Battue

C amille Duhamel pensait en avoir fini avec sa famille. Sa mère avait pris soin de l'éloigner de l'influence idéologique de son père. À la mort de ce dernier, elle est plus ou moins contrainte de reprendre contact avec ses frères et son oncle, qui lui a succédé à la tête des "blanchistes", mouvement néo-païen proche de l'extrême droite. Elle y a été poussée par un ami d'enfance, Hassan, devenu journaliste. Il lui demande de se joindre à la "grande battue", une partie de chasse qui tient lieu de rituel initiatique à ceux qui aspirent à rejoindre le mouvement. Il règne un mystère opaque autour de cette tradition. Des rumeurs alarmistes circulent. Elle seule peut s'y infiltrer et découvrir ce qui s'y déroule réellement.

Battue s'impose d'emblée comme une vraie surprise doublée d'une très grande réussite formelle. La couverture intrigue, surtout par sa teinte dominante mauve. Elle crée une sorte de malaise, parce qu'il est difficile d'en détacher son regard alors qu'elle n'est pas rassurante.
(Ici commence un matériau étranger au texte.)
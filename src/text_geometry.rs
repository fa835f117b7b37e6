//! Extruded, optionally bevelled 3D text.
//!
//! Text is laid out glyph by glyph from a [`Typeface`], flattened into
//! [`Shape`]s and extruded along +Z. With a bevel the solid grows
//! `bevel_thickness` beyond both faces and its rim is rounded over
//! `bevel_segments` steps:
//!
//! ```text
//!   z = thickness * cos(t * pi/2)
//!   offset = bevel_size * sin(t * pi/2) + bevel_offset      t in [0, 1)
//! ```
//!
//! The front face sits at `depth + bevel_thickness` facing +Z, the back face
//! at `-bevel_thickness` facing -Z.

use std::f32::consts::FRAC_PI_2;

use glam::{Vec2, Vec3};

use crate::geometry::RawGeometry;
use crate::mesh::Vertex3d;
use crate::shape::{Shape, classify, flatten};
use crate::typeface::Typeface;

/// Miter vectors are capped at this many times the bevel size.
const MITER_LIMIT: f32 = 4.0;

/// Layout and extrusion parameters.
///
/// The defaults are one-unit-high text, a tenth of a unit deep, with a thin
/// five-step bevel.
#[derive(Clone, Copy, Debug, PartialEq)]
pub struct TextGeometryParams {
    /// Em height in world units.
    pub size: f32,
    /// Extrusion depth, not counting the bevel.
    pub depth: f32,
    pub curve_segments: u32,
    pub bevel_enabled: bool,
    pub bevel_thickness: f32,
    pub bevel_size: f32,
    pub bevel_offset: f32,
    pub bevel_segments: u32,
}

impl Default for TextGeometryParams {
    fn default() -> Self {
        Self {
            size: 1.0,
            depth: 0.1,
            curve_segments: 12,
            bevel_enabled: true,
            bevel_thickness: 0.03,
            bevel_size: 0.02,
            bevel_offset: 0.0,
            bevel_segments: 5,
        }
    }
}

impl TextGeometryParams {
    pub fn size(mut self, size: f32) -> Self {
        self.size = size;
        self
    }

    pub fn depth(mut self, depth: f32) -> Self {
        self.depth = depth;
        self
    }

    pub fn curve_segments(mut self, segments: u32) -> Self {
        self.curve_segments = segments;
        self
    }

    pub fn bevel(mut self, thickness: f32, size: f32, offset: f32, segments: u32) -> Self {
        self.bevel_enabled = true;
        self.bevel_thickness = thickness;
        self.bevel_size = size;
        self.bevel_offset = offset;
        self.bevel_segments = segments;
        self
    }

    pub fn no_bevel(mut self) -> Self {
        self.bevel_enabled = false;
        self
    }

    /// Extrusion profile: `(z, outward offset)` per ring, back to front.
    fn layers(&self) -> Vec<(f32, f32)> {
        let (thickness, size, offset, segments) = if self.bevel_enabled {
            (
                self.bevel_thickness,
                self.bevel_size,
                self.bevel_offset,
                self.bevel_segments,
            )
        } else {
            (0.0, 0.0, 0.0, 0)
        };

        let ring = |b: u32| {
            let t = b as f32 / segments as f32;
            (
                thickness * (t * FRAC_PI_2).cos(),
                size * (t * FRAC_PI_2).sin() + offset,
            )
        };

        let mut layers = Vec::with_capacity(2 * segments as usize + 2);
        for b in 0..segments {
            let (z, bs) = ring(b);
            layers.push((-z, bs));
        }
        layers.push((0.0, size + offset));
        layers.push((self.depth, size + offset));
        for b in (0..segments).rev() {
            let (z, bs) = ring(b);
            layers.push((self.depth + z, bs));
        }
        layers
    }
}

/// Lays out `text` as flat shapes, left-aligned at the origin with the
/// first baseline on y = 0.
///
/// `\n` starts a new line below. Characters missing from the font are
/// drawn as `?`.
pub fn text_shapes(font: &Typeface, text: &str, params: &TextGeometryParams) -> Vec<Shape> {
    let scale = font.scale(params.size);
    let line_height = font.line_height(params.size);
    let mut pen = Vec2::ZERO;
    let mut shapes = Vec::new();

    for c in text.chars() {
        if c == '\n' {
            pen = Vec2::new(0.0, pen.y - line_height);
            continue;
        }
        let Some(glyph) = font.glyph_or_fallback(c) else {
            continue;
        };

        let contours = flatten(&glyph.commands, scale, pen, params.curve_segments);
        shapes.extend(classify(contours));
        pen.x += glyph.advance * scale;
    }

    shapes
}

/// Extrudes flat shapes into a closed solid.
pub fn extrude(shapes: &[Shape], params: &TextGeometryParams) -> RawGeometry {
    let layers = params.layers();
    let mut geometry = RawGeometry::default();

    for shape in shapes {
        let triangles = shape.triangulate();
        if triangles.is_empty() {
            continue;
        }

        let contours: Vec<(&Vec<Vec2>, Vec<Vec2>)> = shape
            .contours()
            .map(|contour| (contour, miter_directions(contour)))
            .collect();

        let ring_at = |layer: (f32, f32)| -> Vec<Vec3> {
            contours
                .iter()
                .flat_map(|(points, dirs)| {
                    points
                        .iter()
                        .zip(dirs)
                        .map(move |(p, d)| (*p + *d * layer.1).extend(layer.0))
                })
                .collect()
        };

        // Caps
        let (Some(&back), Some(&front)) = (layers.first(), layers.last()) else {
            continue;
        };
        add_cap(&mut geometry, &ring_at(front), &triangles, Vec3::Z);
        add_cap(&mut geometry, &ring_at(back), &triangles, Vec3::NEG_Z);

        // Walls
        for (points, dirs) in &contours {
            for band in layers.windows(2) {
                let ring = |(z, bs): (f32, f32)| -> Vec<Vec3> {
                    points
                        .iter()
                        .zip(dirs)
                        .map(|(p, d)| (*p + *d * bs).extend(z))
                        .collect()
                };
                add_wall(&mut geometry, &ring(band[0]), &ring(band[1]));
            }
        }
    }

    geometry
}

/// Builds the complete text mesh.
///
/// ```no_run
/// use diorama::{TextGeometryParams, Typeface, text_geometry};
///
/// let font = Typeface::load("assets/helvetiker_regular.typeface.json")?;
/// let mesh = text_geometry(&font, "Hello, Three.js!", &TextGeometryParams::default());
/// assert!(!mesh.is_empty());
/// # Ok::<(), diorama::LoadError>(())
/// ```
pub fn text_geometry(font: &Typeface, text: &str, params: &TextGeometryParams) -> RawGeometry {
    let shapes = text_shapes(font, text, params);
    let geometry = extrude(&shapes, params);
    log::debug!(
        "text {:?}: {} shapes, {} triangles",
        text,
        shapes.len(),
        geometry.triangle_count()
    );
    geometry
}

/// Per-vertex offset directions pointing away from the filled side.
///
/// Outlines run counter-clockwise and holes clockwise, so the right-hand
/// normal `(dy, -dx)` of each edge always points out of the solid.
fn miter_directions(contour: &[Vec2]) -> Vec<Vec2> {
    let n = contour.len();
    (0..n)
        .map(|i| {
            let prev = contour[(i + n - 1) % n];
            let here = contour[i];
            let next = contour[(i + 1) % n];

            let n1 = edge_normal(prev, here);
            let n2 = edge_normal(here, next);
            let m = n1 + n2;
            if m.length_squared() < 1e-12 {
                return n1;
            }
            let m = m.normalize();
            let cos = m.dot(n1);
            if cos <= 1.0 / MITER_LIMIT {
                m * MITER_LIMIT
            } else {
                m / cos
            }
        })
        .collect()
}

fn edge_normal(from: Vec2, to: Vec2) -> Vec2 {
    let d = to - from;
    Vec2::new(d.y, -d.x).normalize_or_zero()
}

fn add_cap(geometry: &mut RawGeometry, ring: &[Vec3], triangles: &[[u32; 3]], normal: Vec3) {
    let base = geometry.vertices.len() as u32;
    geometry.vertices.extend(
        ring.iter()
            .map(|p| Vertex3d::new(p.to_array(), normal.to_array(), [p.x, p.y])),
    );

    let facing_back = normal.z < 0.0;
    for t in triangles {
        let [a, b, c] = t.map(|i| base + i);
        if facing_back {
            geometry.indices.extend_from_slice(&[a, c, b]);
        } else {
            geometry.indices.extend_from_slice(&[a, b, c]);
        }
    }
}

/// One band of quads between two rings of the same contour, flat shaded.
fn add_wall(geometry: &mut RawGeometry, lower: &[Vec3], upper: &[Vec3]) {
    let n = lower.len();
    for i in 0..n {
        let j = (i + 1) % n;
        let (a, b, c, d) = (lower[i], lower[j], upper[j], upper[i]);

        let edge = b - a;
        let fallback = Vec3::new(edge.y, -edge.x, 0.0).normalize_or(Vec3::Z);
        let normal = (c - a).cross(d - b).normalize_or(fallback);

        let along_x = (b.y - a.y).abs() < (b.x - a.x).abs();
        let uv = |p: Vec3| {
            if along_x {
                [p.x, 1.0 - p.z]
            } else {
                [p.y, 1.0 - p.z]
            }
        };

        let base = geometry.vertices.len() as u32;
        for p in [a, b, c, d] {
            geometry
                .vertices
                .push(Vertex3d::new(p.to_array(), normal.to_array(), uv(p)));
        }
        geometry
            .indices
            .extend_from_slice(&[base, base + 1, base + 2, base, base + 2, base + 3]);
    }
}

#[cfg(test)]
mod tests {
    use super::*;
    use crate::typeface::tests::TEST_FONT;

    fn font() -> Typeface {
        Typeface::from_json(TEST_FONT).unwrap()
    }

    fn position(geom: &RawGeometry, index: u32) -> Vec3 {
        Vec3::from(geom.vertices[index as usize].position)
    }

    fn flat(depth: f32) -> TextGeometryParams {
        TextGeometryParams::default().depth(depth).no_bevel()
    }

    #[test]
    fn default_layers_span_bevelled_depth() {
        let params = TextGeometryParams::default();
        let layers = params.layers();

        // 5 back bevel rings, 2 body rings, 5 front bevel rings
        assert_eq!(layers.len(), 12);
        assert!((layers[0].0 + 0.03).abs() < 1e-6);
        assert_eq!(layers[0].1, 0.0);
        assert!((layers[11].0 - 0.13).abs() < 1e-6);
        assert!((layers[5].1 - 0.02).abs() < 1e-6);

        for pair in layers.windows(2) {
            assert!(pair[1].0 >= pair[0].0);
        }
    }

    #[test]
    fn triangle_glyph_without_bevel() {
        let geom = text_geometry(&font(), "A", &flat(1.0));

        // two caps of 3 vertices, three wall quads of 4
        assert_eq!(geom.vertices.len(), 3 + 3 + 12);
        assert_eq!(geom.triangle_count(), 1 + 1 + 6);

        let (min, max) = geom.bounds().unwrap();
        assert_eq!(min.z, 0.0);
        assert_eq!(max.z, 1.0);
        assert!((max.x - 0.8).abs() < 1e-6);
        assert!((max.y - 1.0).abs() < 1e-6);
    }

    #[test]
    fn bevel_grows_beyond_both_faces() {
        let geom = text_geometry(&font(), "A", &TextGeometryParams::default());
        let (min, max) = geom.bounds().unwrap();
        assert!((min.z + 0.03).abs() < 1e-5);
        assert!((max.z - 0.13).abs() < 1e-5);
        // the widest ring is pushed out by the bevel size
        assert!(min.y < -0.019);
    }

    #[test]
    fn wall_normals_point_outward() {
        let geom = text_geometry(&font(), "A", &flat(1.0));
        let center = Vec3::new(0.4, 1.0 / 3.0, 0.5);

        for tri in geom.indices.chunks_exact(3) {
            let v = geom.vertices[tri[0] as usize];
            let n = Vec3::from(v.normal);
            if n.z.abs() > 0.5 {
                continue;
            }
            let p = Vec3::from(v.position);
            assert!(n.dot(p - center) > 0.0, "inward wall normal {:?} at {:?}", n, p);
        }
    }

    #[test]
    fn cap_winding_matches_normals() {
        let geom = text_geometry(&font(), "O", &flat(0.5));
        for tri in geom.indices.chunks_exact(3) {
            let [a, b, c] = [tri[0], tri[1], tri[2]].map(|i| position(&geom, i));
            let n = Vec3::from(geom.vertices[tri[0] as usize].normal);
            let face = (b - a).cross(c - a);
            if face.length() > 1e-9 {
                assert!(face.dot(n) > 0.0);
            }
        }
    }

    #[test]
    fn glyph_with_hole_keeps_hole_open() {
        let shapes = text_shapes(&font(), "O", &flat(0.1));
        assert_eq!(shapes.len(), 1);
        assert_eq!(shapes[0].holes.len(), 1);

        let geom = text_geometry(&font(), "O", &flat(0.1));
        // front cap area: 1 - 0.25 for the unit square with a half-size hole
        let mut area = 0.0;
        for tri in geom.indices.chunks_exact(3) {
            let [a, b, c] = [tri[0], tri[1], tri[2]].map(|i| position(&geom, i));
            if geom.vertices[tri[0] as usize].normal == [0.0, 0.0, 1.0] {
                area += (b - a).cross(c - a).z * 0.5;
            }
        }
        assert!((area - 0.75).abs() < 1e-4);
    }

    #[test]
    fn glyphs_advance_and_lines_drop() {
        let params = flat(0.1);
        let shapes = text_shapes(&font(), "A A", &params);
        assert_eq!(shapes.len(), 2);
        // "A" (0.8) + " " (0.3)
        let left = shapes[1].outline.iter().map(|p| p.x).fold(f32::MAX, f32::min);
        assert!((left - 1.1).abs() < 1e-5);

        let lines = text_shapes(&font(), "A\nA", &params);
        let lowest = lines[1].outline.iter().map(|p| p.y).fold(f32::MAX, f32::min);
        assert!((lowest + 1.25).abs() < 1e-5);
    }

    #[test]
    fn missing_characters_render_as_fallback() {
        let shapes = text_shapes(&font(), "é", &flat(0.1));
        assert_eq!(shapes.len(), 1);
        let max_x = shapes[0].outline.iter().map(|p| p.x).fold(f32::MIN, f32::max);
        assert!((max_x - 0.5).abs() < 1e-6);
    }

    #[test]
    fn empty_text_is_empty_geometry() {
        assert!(text_geometry(&font(), "", &TextGeometryParams::default()).is_empty());
        assert!(text_geometry(&font(), "   ", &TextGeometryParams::default()).is_empty());
    }
}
Le titre lui-même induit une violence sourde, parce qu'elle fait référence à une pratique à la fois terriblement barbare et pourtant bien ordonnée, résultant d'une logique d'organisation, pensée par les hommes pour perpétrer un massacre.

Dès que l'héroïne intègre le groupe, l'ambiance prend à la gorge. Le lecteur se retrouve véritablement dans sa tête, témoin d'un rituel macabre et qui porte en lui des relents désagréables. Pourtant, rien d'illégal ne semble se produire. Il s'agit plus d'une atmosphère délétère qui se répand. Un leader, pratiquement un gourou, impose des règles strictes, dont la non-observance implique l'exclusion immédiate. Des préceptes prônant l'élimination des "nuisibles" sont énoncés. Tout baigne dans une sorte de paganisme qui mélange une dévotion à l'égard d'une nature majestueuse et un message politique ultra-conservateur prônant la défense du territoire ainsi qu'une supposée destinée raciale. Loin de tomber dans la caricature, le scénario insiste plutôt sur l'extrême séduction que peut exercer ce genre de discours, surtout lorsqu'il est asséné dans des conditions favorables. Il pourrait faire basculer n'importe qui.
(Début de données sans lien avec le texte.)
//! Runs a workflow over a list of inputs.
//!
//! A failing input is logged and counted, and the batch moves on to the next
//! one. File-name tags are applied per input on top of the shared options.

use std::fs;
use std::io::{self, Write};
use std::path::{Path, PathBuf};

use tracing::{error, warn};

use crate::config::EncodeOptions;
use crate::emit::AsmWriter;
use crate::error::ConversionError;
use crate::pipeline::{convert_charset, convert_level, convert_sprites, file_name, LayerContent};
use crate::report::{write_preview, LayerReport, Report};

#[derive(Debug, Clone, Copy, PartialEq, Eq)]
pub enum Workflow {
    Charset,
    Sprites,
    Level,
}

/// Directories for per-input side files, named after the input's stem
#[derive(Debug, Clone, Default)]
pub struct SideOutputs {
    pub json_dir: Option<PathBuf>,
    /// Charset workflow only
    pub preview_dir: Option<PathBuf>,
}

impl SideOutputs {
    fn path(dir: &Path, input: &Path, extension: &str) -> io::Result<PathBuf> {
        fs::create_dir_all(dir)?;
        let stem = input.file_stem().unwrap_or(input.as_os_str());
        Ok(dir.join(stem).with_extension(extension))
    }
}

/// Convert and emit every input, returning the number of inputs that failed.
///
/// Only a failure to flush `writer` aborts the batch.
pub fn run_batch<W: Write>(
    workflow: Workflow,
    base: &EncodeOptions,
    inputs: &[PathBuf],
    side: &SideOutputs,
    writer: &mut AsmWriter<W>,
) -> Result<usize, ConversionError> {
    let mut failures = 0;

    for input in inputs {
        let options = base.with_file_tags(&file_name(input));
        let result = match workflow {
            Workflow::Charset => run_charset(input, &options, side, writer),
            Workflow::Sprites => run_sprites(input, &options, side, writer),
            Workflow::Level => run_level(input, &options, side, writer),
        };
        if let Err(e) = result {
            error!("{}: {}", input.display(), e);
            failures += 1;
        }
    }

    writer.flush()?;
    Ok(failures)
}

fn run_charset<W: Write>(
    input: &Path,
    options: &EncodeOptions,
    side: &SideOutputs,
    writer: &mut AsmWriter<W>,
) -> Result<(), ConversionError> {
    let source = file_name(input);
    let charmap = convert_charset(input, options)?;
    for warning in &charmap.warnings {
        warn!("{}: {}", source, warning);
    }

    writer.charmap(&source, &charmap, options)?;

    if let Some(dir) = &side.json_dir {
        Report::charset(&source, options, &charmap).write_json(&SideOutputs::path(dir, input, "json")?)?;
    }
    if let Some(dir) = &side.preview_dir {
        write_preview(&SideOutputs::path(dir, input, "png")?, &charmap)?;
    }
    Ok(())
}

fn run_sprites<W: Write>(
    input: &Path,
    options: &EncodeOptions,
    side: &SideOutputs,
    writer: &mut AsmWriter<W>,
) -> Result<(), ConversionError> {
    let source = file_name(input);
    let sprites = convert_sprites(input, options)?;
    writer.sprites(&source, &sprites)?;

    if let Some(dir) = &side.json_dir {
        Report::sprites(&source, options, &sprites).write_json(&SideOutputs::path(dir, input, "json")?)?;
    }
    Ok(())
}

/// Layers are independent: a failing layer is logged and the rest of the
/// level is still emitted, then the level reports how many layers failed.
fn run_level<W: Write>(
    input: &Path,
    options: &EncodeOptions,
    side: &SideOutputs,
    writer: &mut AsmWriter<W>,
) -> Result<(), ConversionError> {
    let source = file_name(input);
    let layers = convert_level(input, options)?;
    let total = layers.len();
    let mut reports = Vec::new();
    let mut failed = 0;

    writer.comment(format_args!("charpack '{}'", source))?;
    for layer in layers {
        match layer.content {
            Ok(LayerContent::Tiles { tileset, layer: tiles }) => {
                for warning in &tiles.warnings {
                    warn!("{} layer '{}': {}", source, layer.layer, warning);
                }
                writer.tile_layer(&layer.level, &layer.layer, &tileset, &tiles, options)?;
                reports.push(LayerReport::tiles(&layer.level, &layer.layer, &tiles));
            }
            Ok(LayerContent::Entities(entities)) => {
                writer.entities(&layer.level, &layer.layer, &entities)?;
                reports.push(LayerReport::Entities {
                    level: layer.level,
                    layer: layer.layer,
                    entities,
                });
            }
            Err(e) => {
                error!("{} level '{}' layer '{}': {}", source, layer.level, layer.layer, e);
                failed += 1;
            }
        }
    }

    if let Some(dir) = &side.json_dir {
        Report::Level {
            source,
            options: options.clone(),
            layers: reports,
        }
        .write_json(&SideOutputs::path(dir, input, "json")?)?;
    }

    if failed > 0 {
        return Err(ConversionError::LayersFailed { failed, layers: total });
    }
    Ok(())
}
L'histoire de Marine Levéel, qui signe sa première bande dessinée, est parfaitement illustrée par Lilian Coquillaud. Son dessin laisse une large place aux paysages et à la nature, entre montagnes et forêts. Faune et flore sont représentées avec beaucoup de sensibilité. Les personnages eux-mêmes possèdent une certaine grâce qui n'est pas sans rappeler Chloé Cruchaudet ou Manuele Fior. C'est par le traitement des couleurs, à dominante mauve et orange, et via les cadrages précis que se distille cette impression mortifère qui traverse le livre. Il possède une sorte de beauté vénéneuse, à l'image des convictions des "blanchistes".

Il aurait été facile de tomber dans le manichéisme, guidé par une sincère naïveté. Au contraire, si les intentions des auteurs ne font guère de doute, le récit est suffisamment complexe et intelligent pour pousser à la réflexion. Les hésitations de Camille sont au centre des enjeux. Ce n'est pas une idéaliste irréductible. Elle est plutôt une personne déchirée entre un héritage familial trop lourd à porter et ses propres aspirations, de surcroît pas vraiment convaincue par ce qu'elle est en train de faire. Présenté ainsi, le propos est infiniment plus subtil et l'impact d'autant plus fort.